Task to carry out: After locating the line that contains "fn set_low(&mut self)" in the records below, write out exactly that line and each line after it through the one that contains "pub struct MockDelay<'a>", and nothing else.

(Dataset entries)
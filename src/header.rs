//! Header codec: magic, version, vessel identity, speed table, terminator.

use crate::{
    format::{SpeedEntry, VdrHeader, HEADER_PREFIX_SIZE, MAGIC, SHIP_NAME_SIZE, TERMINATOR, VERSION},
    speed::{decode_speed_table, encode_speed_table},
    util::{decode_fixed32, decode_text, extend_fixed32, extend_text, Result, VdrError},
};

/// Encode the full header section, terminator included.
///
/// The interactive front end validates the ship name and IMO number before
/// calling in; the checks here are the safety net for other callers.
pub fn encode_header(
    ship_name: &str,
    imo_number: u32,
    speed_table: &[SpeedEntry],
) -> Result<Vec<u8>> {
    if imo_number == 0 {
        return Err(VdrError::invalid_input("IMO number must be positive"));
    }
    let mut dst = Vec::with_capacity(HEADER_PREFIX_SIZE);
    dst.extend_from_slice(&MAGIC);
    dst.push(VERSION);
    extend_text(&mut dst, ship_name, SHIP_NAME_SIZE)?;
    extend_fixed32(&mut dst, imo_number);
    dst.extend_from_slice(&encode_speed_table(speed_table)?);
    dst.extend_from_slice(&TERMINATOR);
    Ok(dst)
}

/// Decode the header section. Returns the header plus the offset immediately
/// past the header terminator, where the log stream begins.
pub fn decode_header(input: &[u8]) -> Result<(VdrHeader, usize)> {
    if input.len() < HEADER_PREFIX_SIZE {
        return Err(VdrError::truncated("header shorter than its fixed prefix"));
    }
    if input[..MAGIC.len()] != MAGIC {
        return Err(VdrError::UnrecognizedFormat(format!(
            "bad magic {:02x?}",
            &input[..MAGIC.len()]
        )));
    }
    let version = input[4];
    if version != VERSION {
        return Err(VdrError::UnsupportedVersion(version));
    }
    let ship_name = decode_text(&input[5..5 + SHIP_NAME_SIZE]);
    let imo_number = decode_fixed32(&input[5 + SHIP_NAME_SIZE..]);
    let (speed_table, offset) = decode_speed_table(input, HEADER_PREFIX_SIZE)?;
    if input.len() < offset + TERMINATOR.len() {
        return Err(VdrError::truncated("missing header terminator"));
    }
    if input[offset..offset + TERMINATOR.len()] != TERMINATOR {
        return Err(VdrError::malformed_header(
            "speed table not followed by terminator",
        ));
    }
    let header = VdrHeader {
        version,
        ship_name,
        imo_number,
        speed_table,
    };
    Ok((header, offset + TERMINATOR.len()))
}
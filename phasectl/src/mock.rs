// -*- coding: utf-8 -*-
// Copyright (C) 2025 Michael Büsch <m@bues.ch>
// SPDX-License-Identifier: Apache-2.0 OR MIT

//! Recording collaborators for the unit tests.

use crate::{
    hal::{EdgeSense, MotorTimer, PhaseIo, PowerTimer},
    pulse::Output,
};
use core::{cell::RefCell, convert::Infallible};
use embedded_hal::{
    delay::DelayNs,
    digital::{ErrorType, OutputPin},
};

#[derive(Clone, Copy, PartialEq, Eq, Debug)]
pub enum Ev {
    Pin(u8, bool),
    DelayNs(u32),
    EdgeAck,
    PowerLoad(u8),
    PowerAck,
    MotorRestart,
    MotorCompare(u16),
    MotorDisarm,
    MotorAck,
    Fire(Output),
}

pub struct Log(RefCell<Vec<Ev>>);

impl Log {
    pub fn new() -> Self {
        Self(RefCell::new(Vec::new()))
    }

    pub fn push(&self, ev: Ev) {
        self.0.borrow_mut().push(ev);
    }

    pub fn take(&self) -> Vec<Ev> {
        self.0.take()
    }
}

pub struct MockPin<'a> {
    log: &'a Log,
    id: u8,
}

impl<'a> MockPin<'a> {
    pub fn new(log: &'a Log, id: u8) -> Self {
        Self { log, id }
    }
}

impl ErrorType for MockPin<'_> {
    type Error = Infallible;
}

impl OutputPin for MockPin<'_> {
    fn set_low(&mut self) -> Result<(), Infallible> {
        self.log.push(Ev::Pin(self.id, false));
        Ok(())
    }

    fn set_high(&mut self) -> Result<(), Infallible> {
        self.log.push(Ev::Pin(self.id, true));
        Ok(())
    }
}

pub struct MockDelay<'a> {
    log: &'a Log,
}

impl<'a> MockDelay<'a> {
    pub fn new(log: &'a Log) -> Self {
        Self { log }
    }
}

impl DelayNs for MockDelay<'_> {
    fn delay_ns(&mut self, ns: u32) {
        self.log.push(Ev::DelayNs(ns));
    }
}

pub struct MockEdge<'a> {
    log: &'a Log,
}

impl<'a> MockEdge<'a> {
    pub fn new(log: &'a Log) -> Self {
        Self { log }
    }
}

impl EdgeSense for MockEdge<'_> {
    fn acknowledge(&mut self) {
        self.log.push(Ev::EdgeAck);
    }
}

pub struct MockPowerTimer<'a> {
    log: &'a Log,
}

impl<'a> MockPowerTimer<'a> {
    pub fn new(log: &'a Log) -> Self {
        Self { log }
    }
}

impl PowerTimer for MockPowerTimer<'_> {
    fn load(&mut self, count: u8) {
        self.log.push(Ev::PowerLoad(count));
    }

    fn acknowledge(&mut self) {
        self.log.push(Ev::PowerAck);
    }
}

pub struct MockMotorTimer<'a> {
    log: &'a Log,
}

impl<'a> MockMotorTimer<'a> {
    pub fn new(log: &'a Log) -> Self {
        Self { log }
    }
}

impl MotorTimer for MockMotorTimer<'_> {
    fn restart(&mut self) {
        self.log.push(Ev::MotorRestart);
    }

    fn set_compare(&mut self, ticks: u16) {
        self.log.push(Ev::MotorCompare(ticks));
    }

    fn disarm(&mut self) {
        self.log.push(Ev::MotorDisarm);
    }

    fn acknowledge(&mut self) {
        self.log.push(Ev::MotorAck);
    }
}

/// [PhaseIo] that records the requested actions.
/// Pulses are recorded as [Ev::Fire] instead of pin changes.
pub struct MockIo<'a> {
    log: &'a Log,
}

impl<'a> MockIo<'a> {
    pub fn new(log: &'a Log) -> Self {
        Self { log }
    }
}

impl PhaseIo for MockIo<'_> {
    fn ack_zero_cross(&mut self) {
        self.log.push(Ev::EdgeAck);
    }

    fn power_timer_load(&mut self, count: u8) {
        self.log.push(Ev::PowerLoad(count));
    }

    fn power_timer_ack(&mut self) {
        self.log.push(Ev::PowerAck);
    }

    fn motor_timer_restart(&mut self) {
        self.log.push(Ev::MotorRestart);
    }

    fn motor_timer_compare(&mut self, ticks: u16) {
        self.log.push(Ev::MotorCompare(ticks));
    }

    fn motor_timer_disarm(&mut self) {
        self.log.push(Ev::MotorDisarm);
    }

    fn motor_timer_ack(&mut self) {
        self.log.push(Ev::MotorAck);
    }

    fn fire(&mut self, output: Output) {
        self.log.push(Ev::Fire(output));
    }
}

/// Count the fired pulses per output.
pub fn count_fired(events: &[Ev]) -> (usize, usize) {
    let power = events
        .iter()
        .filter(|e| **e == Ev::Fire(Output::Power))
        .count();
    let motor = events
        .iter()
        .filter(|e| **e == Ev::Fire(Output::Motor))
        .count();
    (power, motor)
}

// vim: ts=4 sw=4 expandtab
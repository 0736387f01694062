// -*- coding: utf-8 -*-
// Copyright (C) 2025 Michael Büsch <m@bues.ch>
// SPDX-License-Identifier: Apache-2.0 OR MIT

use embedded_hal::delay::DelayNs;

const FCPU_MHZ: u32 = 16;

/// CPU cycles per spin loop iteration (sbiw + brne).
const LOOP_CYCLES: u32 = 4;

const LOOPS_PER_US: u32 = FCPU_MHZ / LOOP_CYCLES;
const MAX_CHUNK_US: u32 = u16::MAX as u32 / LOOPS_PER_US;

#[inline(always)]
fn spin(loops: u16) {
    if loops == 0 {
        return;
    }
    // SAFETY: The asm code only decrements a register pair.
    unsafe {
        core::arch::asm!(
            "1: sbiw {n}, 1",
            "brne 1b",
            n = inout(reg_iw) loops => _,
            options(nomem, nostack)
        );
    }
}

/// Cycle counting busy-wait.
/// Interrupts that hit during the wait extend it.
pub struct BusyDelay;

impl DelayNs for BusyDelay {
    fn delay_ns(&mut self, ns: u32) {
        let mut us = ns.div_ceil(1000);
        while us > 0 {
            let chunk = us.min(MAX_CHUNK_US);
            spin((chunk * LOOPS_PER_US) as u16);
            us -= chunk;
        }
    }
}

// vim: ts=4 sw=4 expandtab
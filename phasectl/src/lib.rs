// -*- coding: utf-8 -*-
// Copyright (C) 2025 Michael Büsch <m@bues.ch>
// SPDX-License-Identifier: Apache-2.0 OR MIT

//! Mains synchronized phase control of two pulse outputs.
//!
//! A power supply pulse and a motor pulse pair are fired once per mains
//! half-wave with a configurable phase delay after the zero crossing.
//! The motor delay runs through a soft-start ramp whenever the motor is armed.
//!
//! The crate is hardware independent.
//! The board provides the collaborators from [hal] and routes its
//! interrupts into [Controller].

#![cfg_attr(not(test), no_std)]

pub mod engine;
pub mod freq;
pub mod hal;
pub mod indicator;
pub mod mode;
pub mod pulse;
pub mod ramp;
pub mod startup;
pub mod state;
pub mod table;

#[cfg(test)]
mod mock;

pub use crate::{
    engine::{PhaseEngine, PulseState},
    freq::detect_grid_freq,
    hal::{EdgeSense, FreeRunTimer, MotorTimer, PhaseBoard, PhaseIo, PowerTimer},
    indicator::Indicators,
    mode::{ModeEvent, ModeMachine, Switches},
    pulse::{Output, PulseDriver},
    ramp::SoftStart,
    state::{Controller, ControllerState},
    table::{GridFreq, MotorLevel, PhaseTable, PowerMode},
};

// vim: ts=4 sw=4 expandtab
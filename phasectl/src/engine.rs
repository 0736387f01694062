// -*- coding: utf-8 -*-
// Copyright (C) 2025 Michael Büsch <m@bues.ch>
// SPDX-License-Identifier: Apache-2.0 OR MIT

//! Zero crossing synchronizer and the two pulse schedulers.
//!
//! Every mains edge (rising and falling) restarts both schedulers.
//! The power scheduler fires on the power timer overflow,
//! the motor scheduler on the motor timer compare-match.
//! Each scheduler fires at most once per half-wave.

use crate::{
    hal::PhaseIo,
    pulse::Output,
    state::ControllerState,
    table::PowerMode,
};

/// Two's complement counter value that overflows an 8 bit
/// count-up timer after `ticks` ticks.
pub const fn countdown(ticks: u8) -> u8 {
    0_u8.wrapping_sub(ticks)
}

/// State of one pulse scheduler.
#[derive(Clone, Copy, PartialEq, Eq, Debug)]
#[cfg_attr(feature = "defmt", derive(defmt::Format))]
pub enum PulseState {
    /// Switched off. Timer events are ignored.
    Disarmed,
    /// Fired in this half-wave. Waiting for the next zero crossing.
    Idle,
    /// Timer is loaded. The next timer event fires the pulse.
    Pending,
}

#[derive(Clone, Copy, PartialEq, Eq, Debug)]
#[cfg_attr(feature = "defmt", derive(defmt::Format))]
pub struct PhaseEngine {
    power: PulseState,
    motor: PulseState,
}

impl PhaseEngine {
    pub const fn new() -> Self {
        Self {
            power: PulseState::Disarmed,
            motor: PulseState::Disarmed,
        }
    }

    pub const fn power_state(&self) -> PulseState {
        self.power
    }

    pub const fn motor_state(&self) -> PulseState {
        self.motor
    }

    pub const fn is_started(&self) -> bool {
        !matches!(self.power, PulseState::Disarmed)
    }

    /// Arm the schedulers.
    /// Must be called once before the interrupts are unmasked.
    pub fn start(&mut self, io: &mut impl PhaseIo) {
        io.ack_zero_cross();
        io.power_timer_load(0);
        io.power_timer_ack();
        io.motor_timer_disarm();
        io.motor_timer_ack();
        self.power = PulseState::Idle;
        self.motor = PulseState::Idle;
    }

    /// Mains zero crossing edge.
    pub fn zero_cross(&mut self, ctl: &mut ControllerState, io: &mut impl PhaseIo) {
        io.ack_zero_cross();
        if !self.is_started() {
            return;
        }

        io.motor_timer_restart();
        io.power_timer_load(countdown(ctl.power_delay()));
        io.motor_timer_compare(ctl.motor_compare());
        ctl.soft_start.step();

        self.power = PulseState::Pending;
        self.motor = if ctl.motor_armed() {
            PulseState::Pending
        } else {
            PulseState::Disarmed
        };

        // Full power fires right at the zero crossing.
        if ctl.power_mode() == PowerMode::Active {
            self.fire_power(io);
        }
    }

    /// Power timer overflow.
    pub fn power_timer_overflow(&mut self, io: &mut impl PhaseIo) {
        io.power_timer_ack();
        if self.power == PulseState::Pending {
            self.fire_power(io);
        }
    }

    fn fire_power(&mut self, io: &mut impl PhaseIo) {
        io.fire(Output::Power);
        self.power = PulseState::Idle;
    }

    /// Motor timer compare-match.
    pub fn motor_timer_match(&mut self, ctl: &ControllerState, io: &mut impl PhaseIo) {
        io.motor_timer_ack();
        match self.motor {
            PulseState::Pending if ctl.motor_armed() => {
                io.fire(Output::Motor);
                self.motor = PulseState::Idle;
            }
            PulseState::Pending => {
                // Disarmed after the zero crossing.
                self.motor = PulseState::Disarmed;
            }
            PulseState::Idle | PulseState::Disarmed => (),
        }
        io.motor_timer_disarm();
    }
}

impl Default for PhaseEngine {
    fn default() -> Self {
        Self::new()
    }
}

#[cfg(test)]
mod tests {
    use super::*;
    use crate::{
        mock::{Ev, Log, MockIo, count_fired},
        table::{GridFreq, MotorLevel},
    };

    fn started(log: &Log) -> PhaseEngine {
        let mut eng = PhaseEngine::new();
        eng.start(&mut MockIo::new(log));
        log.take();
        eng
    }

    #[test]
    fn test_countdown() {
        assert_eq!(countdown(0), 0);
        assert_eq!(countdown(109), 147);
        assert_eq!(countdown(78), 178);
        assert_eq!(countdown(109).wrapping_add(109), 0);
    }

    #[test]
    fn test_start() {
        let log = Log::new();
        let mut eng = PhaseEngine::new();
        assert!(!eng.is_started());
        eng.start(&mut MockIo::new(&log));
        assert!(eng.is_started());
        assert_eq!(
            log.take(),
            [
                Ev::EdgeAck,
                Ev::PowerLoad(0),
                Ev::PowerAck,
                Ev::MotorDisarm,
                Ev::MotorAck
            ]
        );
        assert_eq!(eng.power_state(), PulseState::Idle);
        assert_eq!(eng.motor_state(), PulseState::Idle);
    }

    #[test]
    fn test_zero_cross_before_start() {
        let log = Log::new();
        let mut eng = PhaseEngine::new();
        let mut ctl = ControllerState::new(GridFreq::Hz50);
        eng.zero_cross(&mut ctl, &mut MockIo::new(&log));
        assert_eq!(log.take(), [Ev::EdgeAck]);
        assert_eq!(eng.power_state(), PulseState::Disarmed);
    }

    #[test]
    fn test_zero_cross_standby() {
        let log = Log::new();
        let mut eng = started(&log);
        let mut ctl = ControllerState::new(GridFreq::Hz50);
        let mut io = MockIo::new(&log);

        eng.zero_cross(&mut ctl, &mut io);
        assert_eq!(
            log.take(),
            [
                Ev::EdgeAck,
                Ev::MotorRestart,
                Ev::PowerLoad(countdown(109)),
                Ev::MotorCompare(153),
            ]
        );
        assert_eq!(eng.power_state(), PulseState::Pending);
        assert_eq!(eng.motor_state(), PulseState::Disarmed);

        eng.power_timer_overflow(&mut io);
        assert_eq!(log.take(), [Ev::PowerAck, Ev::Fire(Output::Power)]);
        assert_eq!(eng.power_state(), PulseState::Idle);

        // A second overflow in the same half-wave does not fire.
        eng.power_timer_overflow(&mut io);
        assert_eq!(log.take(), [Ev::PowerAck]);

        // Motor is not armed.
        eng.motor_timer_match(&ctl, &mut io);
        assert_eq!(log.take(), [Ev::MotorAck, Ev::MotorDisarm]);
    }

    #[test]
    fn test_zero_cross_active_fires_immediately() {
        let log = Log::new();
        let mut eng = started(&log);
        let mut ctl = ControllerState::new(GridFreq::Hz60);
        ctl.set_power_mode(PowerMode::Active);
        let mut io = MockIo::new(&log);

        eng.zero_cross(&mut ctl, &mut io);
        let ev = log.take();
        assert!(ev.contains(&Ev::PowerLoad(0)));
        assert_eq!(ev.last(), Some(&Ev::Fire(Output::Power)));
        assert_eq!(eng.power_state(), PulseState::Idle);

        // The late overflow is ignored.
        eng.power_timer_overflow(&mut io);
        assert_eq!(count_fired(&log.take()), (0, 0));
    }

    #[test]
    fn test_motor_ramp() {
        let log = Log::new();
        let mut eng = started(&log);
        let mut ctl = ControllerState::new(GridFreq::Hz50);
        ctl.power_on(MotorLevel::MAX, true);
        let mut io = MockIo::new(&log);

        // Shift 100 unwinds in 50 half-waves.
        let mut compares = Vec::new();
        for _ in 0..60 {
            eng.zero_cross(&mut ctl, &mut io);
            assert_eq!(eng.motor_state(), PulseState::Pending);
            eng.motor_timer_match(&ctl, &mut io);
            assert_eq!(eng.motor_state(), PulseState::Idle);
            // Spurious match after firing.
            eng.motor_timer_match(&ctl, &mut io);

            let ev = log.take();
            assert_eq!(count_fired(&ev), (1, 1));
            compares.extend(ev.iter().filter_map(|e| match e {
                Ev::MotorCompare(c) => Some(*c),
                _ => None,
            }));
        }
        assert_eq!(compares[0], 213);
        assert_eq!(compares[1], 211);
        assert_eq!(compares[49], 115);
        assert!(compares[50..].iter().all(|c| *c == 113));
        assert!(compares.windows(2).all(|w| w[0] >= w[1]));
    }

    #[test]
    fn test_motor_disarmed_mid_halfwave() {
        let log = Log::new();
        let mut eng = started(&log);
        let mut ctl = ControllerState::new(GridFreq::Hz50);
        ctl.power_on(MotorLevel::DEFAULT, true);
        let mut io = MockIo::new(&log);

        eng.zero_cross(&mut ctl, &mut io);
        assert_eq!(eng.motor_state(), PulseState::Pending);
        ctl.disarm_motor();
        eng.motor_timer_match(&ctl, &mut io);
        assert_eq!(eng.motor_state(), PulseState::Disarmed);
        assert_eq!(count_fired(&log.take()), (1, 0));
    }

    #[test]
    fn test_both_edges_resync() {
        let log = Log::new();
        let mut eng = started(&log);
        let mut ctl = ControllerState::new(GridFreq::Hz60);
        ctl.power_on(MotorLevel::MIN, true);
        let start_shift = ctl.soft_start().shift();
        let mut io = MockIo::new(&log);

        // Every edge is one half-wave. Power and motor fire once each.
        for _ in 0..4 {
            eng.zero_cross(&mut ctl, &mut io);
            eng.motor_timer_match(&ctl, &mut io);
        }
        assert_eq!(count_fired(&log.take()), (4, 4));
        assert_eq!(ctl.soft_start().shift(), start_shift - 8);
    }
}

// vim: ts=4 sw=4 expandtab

Output for this task:
    fn set_low(&mut self) -> Result<(), Infallible> {
        self.log.push(Ev::Pin(self.id, false));
        Ok(())
    }

    fn set_high(&mut self) -> Result<(), Infallible> {
        self.log.push(Ev::Pin(self.id, true));
        Ok(())
    }
}

pub struct MockDelay<'a> {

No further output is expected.